Timing of, and indications for, detethering of fatty or thickened filums are controversial. Overall, this operation is safe and has minimal risks with very small rates of morbidity and < 1% risk of neurological injury.5 Symptomatic patients with radiographic evidence of a tethered cord, such as a low-lying conus, a fatty filum, and a thickened filum, should be treated. Decision making becomes more difficult in symptomatic patients who have a normal-level conus, or asymptomatic patients with radiographic evidence suspicious for tethering. Intraoperative neuroelectro-physiological monitoring can be helpful during the procedure for determination of the filum terminale. The filum is identified by its dorsal and midline location as well as its slightly bluish discoloration (this is even more apparent if a significant fatty infiltrate is present). Prior to sectioning the filum, all nerve roots (dorsal, medial/lateral, and especially ventral to the filum) are dissected off. Intraoperative stimulation is performed to assess for functioning neural structures in the filum, and then the filum is coagulated and sectioned in the absence of neural stimulation.
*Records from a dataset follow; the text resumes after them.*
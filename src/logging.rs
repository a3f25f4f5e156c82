// src/logging.rs

//! Logging setup for `dagwalk` using `tracing` + `tracing-subscriber`.
//!
//! The filter comes from:
//! 1. `--log-level` (a single global level), else
//! 2. `DAGWALK_LOG`, parsed as `EnvFilter` directives, so per-target levels
//!    work too (e.g. `info,dagwalk::vertex=debug`), else
//! 3. `info`.
//!
//! Logs go to STDERR; stdout carries only the report.

use anyhow::{Result, anyhow};
use tracing_subscriber::{EnvFilter, fmt};

use crate::cli::LogLevel;

/// Environment variable holding the log filter directives.
pub const LOG_ENV: &str = "DAGWALK_LOG";

/// Install the global subscriber. Call once at startup.
pub fn init_logging(cli_level: Option<LogLevel>) -> Result<()> {
    let env = std::env::var(LOG_ENV).ok();
    let filter = build_filter(cli_level, env.as_deref())?;

    fmt()
        .with_env_filter(filter)
        .with_target(true)
        .with_writer(std::io::stderr)
        .try_init()
        .map_err(|e| anyhow!("failed to install tracing subscriber: {e}"))?;

    Ok(())
}

fn build_filter(cli_level: Option<LogLevel>, env: Option<&str>) -> Result<EnvFilter> {
    if let Some(level) = cli_level {
        return Ok(EnvFilter::new(directive(level)));
    }

    match env.map(str::trim).filter(|s| !s.is_empty()) {
        Some(directives) => EnvFilter::try_new(directives)
            .map_err(|e| anyhow!("invalid {LOG_ENV} value '{directives}': {e}")),
        None => Ok(EnvFilter::new("info")),
    }
}

fn directive(level: LogLevel) -> &'static str {
    match level {
        LogLevel::Error => "error",
        LogLevel::Warn => "warn",
        LogLevel::Info => "info",
        LogLevel::Debug => "debug",
        LogLevel::Trace => "trace",
    }
}
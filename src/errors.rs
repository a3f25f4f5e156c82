// src/errors.rs

//! Crate-wide error aliases and helpers.

use thiserror::Error;

#[derive(Error, Debug)]
pub enum DagwalkError {
    #[error("Configuration error: {0}")]
    ConfigError(String),

    #[error("IO error: {0}")]
    IoError(#[from] std::io::Error),

    #[error("Vertex not found: {0}")]
    VertexNotFound(String),

    #[error("Cycle detected in DAG: {0}")]
    DagCycle(String),

    #[error("TOML parsing error: {0}")]
    TomlError(#[from] toml::de::Error),

    /// A one-shot signal was wired, sent or read in a way that breaks the
    /// "exactly one value, then closed" contract. Always a wiring bug.
    #[error("Signal misuse on vertex '{vertex}': {detail}")]
    SignalMisuse { vertex: String, detail: String },

    #[error("Execution '{execution}' failed; failed vertices: {failed:?}")]
    ExecutionFailed {
        execution: String,
        failed: Vec<String>,
    },

    #[error(transparent)]
    Other(#[from] anyhow::Error),
}

impl DagwalkError {
    pub fn signal_misuse(vertex: impl Into<String>, detail: impl Into<String>) -> Self {
        Self::SignalMisuse {
            vertex: vertex.into(),
            detail: detail.into(),
        }
    }
}

pub use anyhow::Error;
pub type Result<T> = std::result::Result<T, DagwalkError>;
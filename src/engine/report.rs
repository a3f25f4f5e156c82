// src/engine/report.rs

use std::collections::BTreeMap;

use chrono::{DateTime, Utc};
use serde::Serialize;

use crate::errors::{DagwalkError, Result};
use crate::vertex::VertexResult;

/// Whole-execution outcome assembled by the orchestrator.
#[derive(Debug, Clone, Serialize)]
pub struct ExecutionReport {
    pub execution: String,
    pub started_at: DateTime<Utc>,
    pub finished_at: DateTime<Utc>,
    /// `true` iff every vertex reported success.
    pub success: bool,
    /// Whether the execution's cancellation token fired (Ctrl-C or timeout).
    pub cancelled: bool,
    /// Outcome record per vertex, keyed by vertex name.
    pub vertices: BTreeMap<String, VertexResult>,
}

impl ExecutionReport {
    pub fn result(&self, vertex: &str) -> Option<&VertexResult> {
        self.vertices.get(vertex)
    }

    /// Vertices whose outcome is failure (including skipped ones).
    pub fn failed(&self) -> Vec<&str> {
        self.vertices
            .values()
            .filter(|r| !r.success)
            .map(|r| r.vertex.as_str())
            .collect()
    }

    /// Vertices whose work function never ran.
    pub fn skipped(&self) -> Vec<&str> {
        self.vertices
            .values()
            .filter(|r| !r.was_run())
            .map(|r| r.vertex.as_str())
            .collect()
    }

    /// Turn a failed execution into [`DagwalkError::ExecutionFailed`].
    pub fn into_result(self) -> Result<Self> {
        if self.success {
            Ok(self)
        } else {
            Err(DagwalkError::ExecutionFailed {
                failed: self.failed().into_iter().map(str::to_string).collect(),
                execution: self.execution,
            })
        }
    }
}
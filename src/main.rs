// src/main.rs

use dagwalk::{cli, logging, run};

#[tokio::main]
async fn main() {
    if let Err(err) = run_main().await {
        eprintln!("dagwalk error: {err:?}");
        std::process::exit(1);
    }
}

async fn run_main() -> anyhow::Result<()> {
    let args = cli::parse();
    logging::init_logging(args.log_level)?;
    run(args).await
}
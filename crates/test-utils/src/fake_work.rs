use std::collections::HashMap;
use std::sync::{Arc, Mutex};
use std::time::Duration;

use dagwalk::work::{VertexWork, WorkFuture};
use tokio_util::sync::CancellationToken;

/// What a [`FakeWork`] does when invoked for a given vertex.
#[derive(Debug, Clone)]
pub enum Script {
    Succeed,
    Fail,
    Panic,
    /// Sleep, then report `success`. Cancellation cuts the sleep short and
    /// reports failure.
    Delay { after: Duration, success: bool },
    /// Never finish on its own; only cancellation ends it.
    Hang,
}

/// A fake work function that:
/// - records which vertices were invoked, in invocation order
/// - follows a per-vertex [`Script`] (default: succeed immediately)
/// - records which vertices observed cancellation.
#[derive(Debug, Clone, Default)]
pub struct FakeWork {
    scripts: Arc<Mutex<HashMap<String, Script>>>,
    calls: Arc<Mutex<Vec<String>>>,
    cancelled: Arc<Mutex<Vec<String>>>,
}

impl FakeWork {
    pub fn new() -> Self {
        Self::default()
    }

    pub fn script(self, vertex: &str, script: Script) -> Self {
        self.scripts
            .lock()
            .unwrap()
            .insert(vertex.to_string(), script);
        self
    }

    pub fn failing(self, vertex: &str) -> Self {
        self.script(vertex, Script::Fail)
    }

    pub fn calls(&self) -> Vec<String> {
        self.calls.lock().unwrap().clone()
    }

    pub fn was_called(&self, vertex: &str) -> bool {
        self.calls.lock().unwrap().iter().any(|v| v == vertex)
    }

    pub fn cancelled(&self) -> Vec<String> {
        self.cancelled.lock().unwrap().clone()
    }

    fn record_cancel(&self, vertex: &str) {
        self.cancelled.lock().unwrap().push(vertex.to_string());
    }
}

impl<D: Send + Sync> VertexWork<D> for FakeWork {
    fn run<'a>(&'a self, cancel: CancellationToken, vertex: &'a str, _data: &'a D) -> WorkFuture<'a> {
        Box::pin(async move {
            self.calls.lock().unwrap().push(vertex.to_string());
            let script = self
                .scripts
                .lock()
                .unwrap()
                .get(vertex)
                .cloned()
                .unwrap_or(Script::Succeed);

            match script {
                Script::Succeed => true,
                Script::Fail => false,
                Script::Panic => panic!("scripted panic in vertex '{vertex}'"),
                Script::Delay { after, success } => {
                    tokio::select! {
                        _ = tokio::time::sleep(after) => success,
                        _ = cancel.cancelled() => {
                            self.record_cancel(vertex);
                            false
                        }
                    }
                }
                Script::Hang => {
                    cancel.cancelled().await;
                    self.record_cancel(vertex);
                    false
                }
            }
        })
    }
}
Care is taken to coagulate proximally, because after sectioning of the filum, the conus often retracts and any bleeding is difficult to control.
The presentation of a syrinx is variable and includes loss of pain and temperature in a capelike distribution due to destruction of the spinothalamic tract and decussating fibers in the anterior white commissure, lower and upper motor neuron findings due to involvement of anterior horn cells as well as the corticospinal tract, dysesthetic pain, and autonomic abnormalities due to intermediolateral cell column destruction. Patients may present with all, some, or none of these symptoms.
Urodynamic testing is often very useful in young patients with tethered cord. Detrusor hyperreflexia and bladder sphincter (external or internal) dyssynergy are common findings that aid in the diagnosis of tethered cord.